## Topological Analysis of Premier League Players

One of the more frequent use cases for topological analysis is to identify related clusters and subgroups within a complex, high dimensional dataset. Taking inspiration from [this paper](https://www.nature.com/articles/srep01236) I'll make use of the mapper algorithm to try and identify different archetypes of premier league players.

The dataset has been pulled from the Fantasy Premierleague website and contains averages per 90 minutes for each player across a number of measures for last season. Some pre-processing and cleaning has already been performed on this data, in particular matches were only included if the players was involved for more than 25 minutes.

I'm going to use the [kepler mapper](https://kepler-mapper.scikit-tda.org/) library for performing the analysis, along with [plotly](https://plot.ly/python/) to keep the network plots interactive. So, let's get started and import all the packages needed and load in the data set

### Data and code setup

In [1]:
import pandas as pd
import numpy as np
import kmapper as km
import sklearn
from plotly.offline import init_notebook_mode, iplot
import igraph as ig

np.random.seed(1234)
init_notebook_mode(connected=True)

In [2]:
df=pd.read_csv("PlayerAverages.csv", encoding='ANSI')
df.columns

Index(['Identifier', 'Points', 'Goals', 'Assists', 'Bonus', 'YellowCards',
       'RedCards', 'Crosses', 'BigChancesCreated',
       'ClearancesBlocksIntercepts', 'Recoveries', 'KeyPasses', 'Tackles',
       'AttemptedPasses', 'PassesCompleted', 'BigChancesMissed',
       'ErrorsToGoal', 'ErrorsToGoalAttempt', 'Tackled', 'Offside', 'Fouls',
       'Dribbles', 'PassAccuracy'],
      dtype='object')

Looking at the above list we have a wide range of stats that we can use for grouping each player.

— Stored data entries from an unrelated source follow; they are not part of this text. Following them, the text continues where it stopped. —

//! Integer semantics and flag computation.

use crate::state::Taint;

use respin_asm::{Flags, InstrKind, ValType};

use super::Val;

/// Result of one integer operation: the value, the flag values, and the
/// flags that were actually computed.
#[derive(Debug, Clone, Copy)]
pub(crate) struct AluOut {
    pub value: u64,
    pub flags: Flags,
    pub written: Flags,
}

fn msb(w: ValType) -> u64 {
    1u64 << (w.bits() - 1)
}

fn szp(w: ValType, r: u64) -> Flags {
    let r = r & w.mask();
    let mut f = Flags::empty();
    if r == 0 {
        f |= Flags::ZF;
    }
    if r & msb(w) != 0 {
        f |= Flags::SF;
    }
    if (r as u8).count_ones() % 2 == 0 {
        f |= Flags::PF;
    }
    f
}

fn add_with_carry(w: ValType, a: u64, b: u64, carry: bool) -> AluOut {
    let mask = w.mask();
    let (a, b) = (a & mask, b & mask);
    let wide = a as u128 + b as u128 + carry as u128;
    let r = (wide as u64) & mask;
    let mut f = szp(w, r);
    if wide > mask as u128 {
        f |= Flags::CF;
    }
    if (!(a ^ b) & (a ^ r)) & msb(w) != 0 {
        f |= Flags::OF;
    }
    if ((a ^ b ^ r) & 0x10) != 0 {
        f |= Flags::AF;
    }
    AluOut {
        value: r,
        flags: f,
        written: Flags::all(),
    }
}

fn sub_with_borrow(w: ValType, a: u64, b: u64, borrow: bool) -> AluOut {
    let mask = w.mask();
    let (a, b) = (a & mask, b & mask);
    let rhs = b as u128 + borrow as u128;
    let r = (a as u128).wrapping_sub(rhs) as u64 & mask;
    let mut f = szp(w, r);
    if (a as u128) < rhs {
        f |= Flags::CF;
    }
    if ((a ^ b) & (a ^ r)) & msb(w) != 0 {
        f |= Flags::OF;
    }
    if ((a ^ b ^ r) & 0x10) != 0 {
        f |= Flags::AF;
    }
    AluOut {
        value: r,
        flags: f,
        written: Flags::all(),
    }
}

fn logic(w: ValType, kind: InstrKind, a: u64, b: u64) -> AluOut {
    let r = match kind {
        InstrKind::And | InstrKind::Test => a & b,
        InstrKind::Or => a | b,
        _ => a ^ b,
    } & w.mask();
    AluOut {
        value: r,
        // CF and OF cleared, AF left alone (architecturally undefined).
        flags: szp(w, r),
        written: Flags::all().difference(Flags::AF),
    }
}

fn shift(w: ValType, kind: InstrKind, a: u64, count: u64) -> AluOut {
    let bits = w.bits() as u64;
    let cmask = if w == ValType::I64 { 0x3f } else { 0x1f };
    let s = count & cmask;
    let a = a & w.mask();
    if s == 0 {
        // Flags untouched when the masked count is zero.
        return AluOut {
            value: a,
            flags: Flags::empty(),
            written: Flags::empty(),
        };
    }
    let (r, carry) = match kind {
        InstrKind::Shl => {
            let r = if s >= bits { 0 } else { a << s };
            let carry = if s <= bits { (a >> (bits - s)) & 1 != 0 } else { false };
            (r, carry)
        }
        InstrKind::Shr => {
            let r = if s >= bits { 0 } else { a >> s };
            let carry = if s <= bits { (a >> (s - 1)) & 1 != 0 } else { false };
            (r, carry)
        }
        _ => {
            // sar: shift in copies of the sign bit.
            let sign = (a & msb(w)) != 0;
            let sa = (w.sign_extend(a)) >> s.min(63);
            let carry = if s <= bits {
                ((w.sign_extend(a) >> (s - 1)) & 1) != 0
            } else {
                sign
            };
            (sa as u64, carry)
        }
    };
    let r = r & w.mask();
    let mut f = szp(w, r);
    if carry {
        f |= Flags::CF;
    }
    AluOut {
        value: r,
        flags: f,
        written: InstrKind::Shl.flags_written(),
    }
}

/// Evaluate a two-input integer operation.
pub(crate) fn eval2(kind: InstrKind, w: ValType, a: u64, b: u64, cf: bool) -> AluOut {
    match kind {
        InstrKind::Add => add_with_carry(w, a, b, false),
        InstrKind::Adc => add_with_carry(w, a, b, cf),
        InstrKind::Sub | InstrKind::Cmp => sub_with_borrow(w, a, b, false),
        InstrKind::Sbb => sub_with_borrow(w, a, b, cf),
        InstrKind::And | InstrKind::Or | InstrKind::Xor | InstrKind::Test => logic(w, kind, a, b),
        InstrKind::Shl | InstrKind::Shr | InstrKind::Sar => shift(w, kind, a, b),
        InstrKind::Imul => {
            let r = (w.sign_extend(a)).wrapping_mul(w.sign_extend(b)) as u64 & w.mask();
            let wide = (w.sign_extend(a) as i128) * (w.sign_extend(b) as i128);
            let overflow = wide != w.sign_extend(r) as i128;
            let mut f = Flags::empty();
            if overflow {
                f |= Flags::CF | Flags::OF;
            }
            AluOut {
                value: r,
                flags: f,
                written: Flags::CF | Flags::OF,
            }
        }
        _ => unreachable!("eval2 on {kind}"),
    }
}

/// Evaluate a one-input integer operation.
pub(crate) fn eval1(kind: InstrKind, w: ValType, a: u64) -> AluOut {
    match kind {
        InstrKind::Not => AluOut {
            value: !a & w.mask(),
            flags: Flags::empty(),
            written: Flags::empty(),
        },
        InstrKind::Neg => {
            let mut out = sub_with_borrow(w, 0, a, false);
            // neg sets CF iff the operand was non-zero.
            out.flags.set(Flags::CF, a & w.mask() != 0);
            out
        }
        InstrKind::Inc => {
            let mut out = add_with_carry(w, a, 1, false);
            out.written = Flags::all().difference(Flags::CF);
            out
        }
        InstrKind::Dec => {
            let mut out = sub_with_borrow(w, a, 1, false);
            out.written = Flags::all().difference(Flags::CF);
            out
        }
        InstrKind::Bsf => {
            let a = a & w.mask();
            let mut f = Flags::empty();
            if a == 0 {
                f |= Flags::ZF;
            }
            AluOut {
                value: a.trailing_zeros() as u64,
                flags: f,
                written: Flags::ZF,
            }
        }
        _ => unreachable!("eval1 on {kind}"),
    }
}

/// Taint of an integer result, refining the plain byte union with the
/// stack-relative arithmetic rules: adding a known delta to a
/// stack-relative value stays stack-relative, subtracting two
/// stack-relative values yields a known difference.
pub(crate) fn result_taint(kind: InstrKind, a: Val, b: Val) -> Taint {
    use Taint::*;
    if a.t == Dynamic || b.t == Dynamic {
        return Dynamic;
    }
    match (a.t, b.t) {
        (Static, Static) => Static,
        (StackRel, Static) => match kind {
            InstrKind::Add | InstrKind::Sub | InstrKind::Lea | InstrKind::Inc | InstrKind::Dec => {
                StackRel
            }
            // Comparing a stack pointer against a constant depends on
            // where the runtime stack lives.
            _ => Dynamic,
        },
        (Static, StackRel) => match kind {
            InstrKind::Add | InstrKind::Lea => StackRel,
            _ => Dynamic,
        },
        (StackRel, StackRel) => match kind {
            InstrKind::Sub | InstrKind::Cmp => Static,
            _ => Dynamic,
        },
        _ => Dynamic,
    }
}

/// Taint of the flags produced alongside `result_taint`.
pub(crate) fn flag_result_taint(kind: InstrKind, a: Val, b: Val) -> Taint {
    use Taint::*;
    if a.t == Dynamic || b.t == Dynamic {
        return Dynamic;
    }
    match (a.t, b.t) {
        (Static, Static) => Static,
        // Only the difference of two stack-relative values has known
        // flags.
        (StackRel, StackRel) if matches!(kind, InstrKind::Sub | InstrKind::Cmp) => Static,
        _ => Dynamic,
    }
}

#[cfg(test)]
mod tests {
    use super::*;

    #[test]
    fn add_flags_match_x86() {
        let out = eval2(InstrKind::Add, ValType::I8, 0x7f, 1, false);
        assert_eq!(out.value, 0x80);
        assert!(out.flags.contains(Flags::OF));
        assert!(out.flags.contains(Flags::SF));
        assert!(!out.flags.contains(Flags::CF));

        let out = eval2(InstrKind::Add, ValType::I8, 0xff, 1, false);
        assert_eq!(out.value, 0);
        assert!(out.flags.contains(Flags::CF));
        assert!(out.flags.contains(Flags::ZF));
        assert!(!out.flags.contains(Flags::OF));
    }

    #[test]
    fn cmp_below_sets_carry() {
        let out = eval2(InstrKind::Cmp, ValType::I64, 3, 5, false);
        assert!(out.flags.contains(Flags::CF));
        assert!(out.flags.contains(Flags::SF));
        assert!(!out.flags.contains(Flags::ZF));
    }

    #[test]
    fn shift_by_zero_preserves_flags() {
        let out = eval2(InstrKind::Shl, ValType::I32, 0x1234, 0, false);
        assert_eq!(out.value, 0x1234);
        assert_eq!(out.written, Flags::empty());
    }

    #[test]
    fn sar_keeps_the_sign() {
        let out = eval2(InstrKind::Sar, ValType::I64, (-16i64) as u64, 2, false);
        assert_eq!(out.value as i64, -4);
    }

    #[test]
    fn neg_carry_reflects_nonzero_input() {
        assert!(eval1(InstrKind::Neg, ValType::I64, 5).flags.contains(Flags::CF));
        assert!(!eval1(InstrKind::Neg, ValType::I64, 0).flags.contains(Flags::CF));
    }

    #[test]
    fn stack_relative_difference_is_static() {
        let a = Val::new(0x1000, Taint::StackRel);
        let b = Val::new(0x0ff8, Taint::StackRel);
        assert_eq!(result_taint(InstrKind::Sub, a, b), Taint::Static);
        assert_eq!(result_taint(InstrKind::Add, a, b), Taint::Dynamic);
        assert_eq!(
            result_taint(InstrKind::Add, a, Val::fixed(8)),
            Taint::StackRel
        );
    }
}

Since the data was taken from the fantasy football game we also have the average points that each player received per game. This will serve as a proxy for how effective that player is but, for grouping the players together I'd rather focus just on their in-game performance, so we'll drop it out for now. 

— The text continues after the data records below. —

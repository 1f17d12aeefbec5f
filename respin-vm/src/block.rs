//! Decoded and captured basic blocks.
//!
//! Blocks reference each other through arena indices rather than owning
//! pointers; the session's arenas own all block storage, which keeps the
//! (possibly cyclic) captured-block graph simple to reason about.

use respin_asm::{Cond, Instruction, InstrKind};

use core::ops::Range;

/// Index of a decoded block in the session arena.
#[derive(Debug, Clone, Copy, PartialEq, Eq, Hash)]
pub struct DbbId(pub(crate) usize);

/// Index of a captured block in the session arena.
#[derive(Debug, Clone, Copy, PartialEq, Eq, Hash)]
pub struct CbbId(pub(crate) usize);

/// A decoded basic block: a straight-line instruction run ending at the
/// first control-flow change.
#[derive(Debug, Clone)]
pub struct Dbb {
    /// Entry address.
    pub addr: u64,
    /// Bytes covered by the block.
    pub size: u64,
    /// Range into the session's decoded-instruction arena.
    pub instrs: Range<usize>,
    /// Kind of the terminating instruction.
    pub exit: InstrKind,
}

/// How a captured block ends.
#[derive(Debug, Clone, Copy, PartialEq, Eq)]
pub enum CbbExit {
    /// Capture has not reached the block end yet.
    Pending,
    /// The trace returns to the caller.
    Ret,
    /// Residual conditional branch.
    Branch {
        /// Condition of the residual `jcc`.
        cond: Cond,
        /// Successor when the condition holds.
        taken: CbbId,
        /// Successor when it does not.
        fallthrough: CbbId,
    },
    /// Unconditional continuation into another captured block.
    Jump(CbbId),
    /// The block ends in a residual indirect jump (kept in `instrs`);
    /// the trace cannot follow it.
    Indirect,
}

/// A captured basic block: the residual counterpart of one or more
/// decoded blocks specialized against an entry state.
#[derive(Debug, Clone)]
pub struct Cbb {
    /// Address of the decoded code this block was captured from.
    pub dec_addr: u64,
    /// Hash of the abstract state at block entry; `(dec_addr, es_id)`
    /// identifies a specialization.
    pub es_id: u64,
    /// Residual instructions in program order, exits excluded.
    pub instrs: Vec<Instruction>,
    /// Block terminator.
    pub exit: CbbExit,
    /// Encoded entry address, filled in by the emitter.
    pub start: Option<u64>,
}

impl Cbb {
    /// A fresh block for `(dec_addr, es_id)`.
    pub fn new(dec_addr: u64, es_id: u64) -> Self {
        Self {
            dec_addr,
            es_id,
            instrs: Vec::new(),
            exit: CbbExit::Pending,
            start: None,
        }
    }

    /// Successor ids in branch-then-fallthrough order.
    pub fn successors(&self) -> impl Iterator<Item = CbbId> {
        let (a, b) = match self.exit {
            CbbExit::Branch {
                taken, fallthrough, ..
            } => (Some(taken), Some(fallthrough)),
            CbbExit::Jump(t) => (Some(t), None),
            _ => (None, None),
        };
        a.into_iter().chain(b)
    }
}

Admittedly this isn't perfect - defenders should be judged on, well, defence, however goalscoring defenders will have higher points scores than others. Still, it will give a useful, high-level way to compare the different clusters that mapper will generate.

In [3]:
%%capture
# Drop fantasy related columns - we only want to cluster players based on their in-game performance
X = df[[col for col in df.columns if col not in ['Points', 'Bonus']]]

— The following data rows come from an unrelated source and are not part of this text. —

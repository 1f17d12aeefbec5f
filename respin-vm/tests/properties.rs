//! Cross-cutting invariants of the rewrite pipeline.

#![cfg(target_arch = "x86_64")]

mod common;

use common::{call2, generated_bytes, Guest};

use respin_vm::Rewriter;

/// `((x << 2) + x) ^ y` with a shift, an add and an xor:
///
/// ```text
/// mov rax, rdi
/// shl rax, 2
/// add rax, rdi
/// xor rax, rsi
/// ret
/// ```
const MIXER: &[u8] = &[
    0x48, 0x89, 0xf8, 0x48, 0xc1, 0xe0, 0x02, 0x48, 0x01, 0xf8, 0x48, 0x31, 0xf0, 0xc3,
];

fn mixer_ref(x: u64, y: u64) -> u64 {
    ((x << 2).wrapping_add(x)) ^ y
}

#[test]
fn fully_static_input_leaves_no_computation() {
    // With every input known, nothing from the original computation may
    // survive: the generated function is a constant load plus return.
    let guest = Guest::load(MIXER);
    let mut rw = Rewriter::for_func(guest.addr);
    rw.mark_static(0);
    rw.mark_static(1);
    let addr = rw.rewrite(&[9, 0x1234]);
    assert!(rw.last_error().is_none(), "{:?}", rw.last_error());

    assert_eq!(call2(addr, 9, 0x1234), mixer_ref(9, 0x1234));
    assert_eq!(rw.captured_instr_count(), 1, "only the result move remains");
    // mov rax, imm32; ret
    assert_eq!(rw.generated_size(), 8);
}

#[test]
fn partially_static_input_folds_only_its_half() {
    let guest = Guest::load(MIXER);
    let mut rw = Rewriter::for_func(guest.addr);
    rw.mark_static(0);
    let addr = rw.rewrite(&[9, 0]);
    assert!(rw.last_error().is_none(), "{:?}", rw.last_error());

    for y in [0u64, 1, 0xffff_ffff, u64::MAX] {
        assert_eq!(call2(addr, 9, y), mixer_ref(9, y), "y = {y:#x}");
    }
    // The shift and add folded; only the xor against y (plus the
    // materialized constant) survives.
    let bytes = generated_bytes(&rw);
    assert!(!bytes.contains(&0xc1), "shift survived in {bytes:x?}");
}

#[test]
fn interpreter_and_generated_code_agree() {
    let guest = Guest::load(MIXER);

    for (x, y) in [(0u64, 0u64), (9, 0x1234), (u64::MAX, 1), (1 << 62, 77)] {
        let mut rw = Rewriter::for_func(guest.addr);
        let interpreted = rw.emulate(&[x, y]);
        assert!(rw.last_error().is_none(), "{:?}", rw.last_error());

        let mut rw2 = Rewriter::for_func(guest.addr);
        rw2.mark_static(0);
        rw2.mark_static(1);
        let addr = rw2.rewrite(&[x, y]);
        assert!(rw2.last_error().is_none(), "{:?}", rw2.last_error());

        assert_eq!(interpreted, call2(addr, x, y));
        assert_eq!(interpreted, mixer_ref(x, y));
    }
}

#[test]
fn rewriting_never_touches_the_original_bytes() {
    let guest = Guest::load(MIXER);
    let before =
        unsafe { std::slice::from_raw_parts(guest.addr as *const u8, MIXER.len()) }.to_vec();

    let mut rw = Rewriter::for_func(guest.addr);
    rw.mark_static(0);
    let _ = rw.rewrite(&[9, 0]);

    let after =
        unsafe { std::slice::from_raw_parts(guest.addr as *const u8, MIXER.len()) }.to_vec();
    assert_eq!(before, after);
}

# Extract the list of player names and then drop from the data
names = X['Identifier'].values
X.drop('Identifier', axis=1, inplace=True)

# Get the overall averages for each stat for comparison later
means = np.mean(X.values, axis=0)
std_dev = np.std(X.values, axis=0)

Now that the data is ready I'm going to apply the mapper algorithm and create a network graph. The first step will be to use t-SNE to project the dataset into 2 dimensions, then look at a covering of the pullback to generate the graph. 

For a nice overview of what the mapper algorithm is doing, one of the kepler mapper contributors has a clear explanation [here](https://sauln.github.io/blog/mapper-intro/). For anyone looking to really get into the maths behind this, Gunnar Carlssons [paper](http://www.ayasdi.com/wp-content/uploads/2015/02/Topology_and_Data.pdf) is the ideal place to start.

In [4]:
# Initialise mapper and create lens using TSNE
mapper = km.KeplerMapper(verbose=0)
lens = mapper.fit_transform(X.values, projection=sklearn.manifold.TSNE(), scaler=None)

# Create the graph of the nerve of the corresponding pullback
graph = mapper.map(lens, X.values, clusterer=sklearn.cluster.KMeans(n_clusters=2, random_state=1234),
                   nr_cubes=20, overlap_perc=0.5)

Kepler Mapper allows for plotting in html using the D3 JavaScript library and generates a nice interactive webpage. In order to allow for interactive plots within this notebook I'll use plotly instead (There is an update in progress to allow this natively within kepler mapper but as of writing it's not finished yet). Let's first define some functions that will be used for extracting information about each node and then replicating the network plot using igraph and plotly.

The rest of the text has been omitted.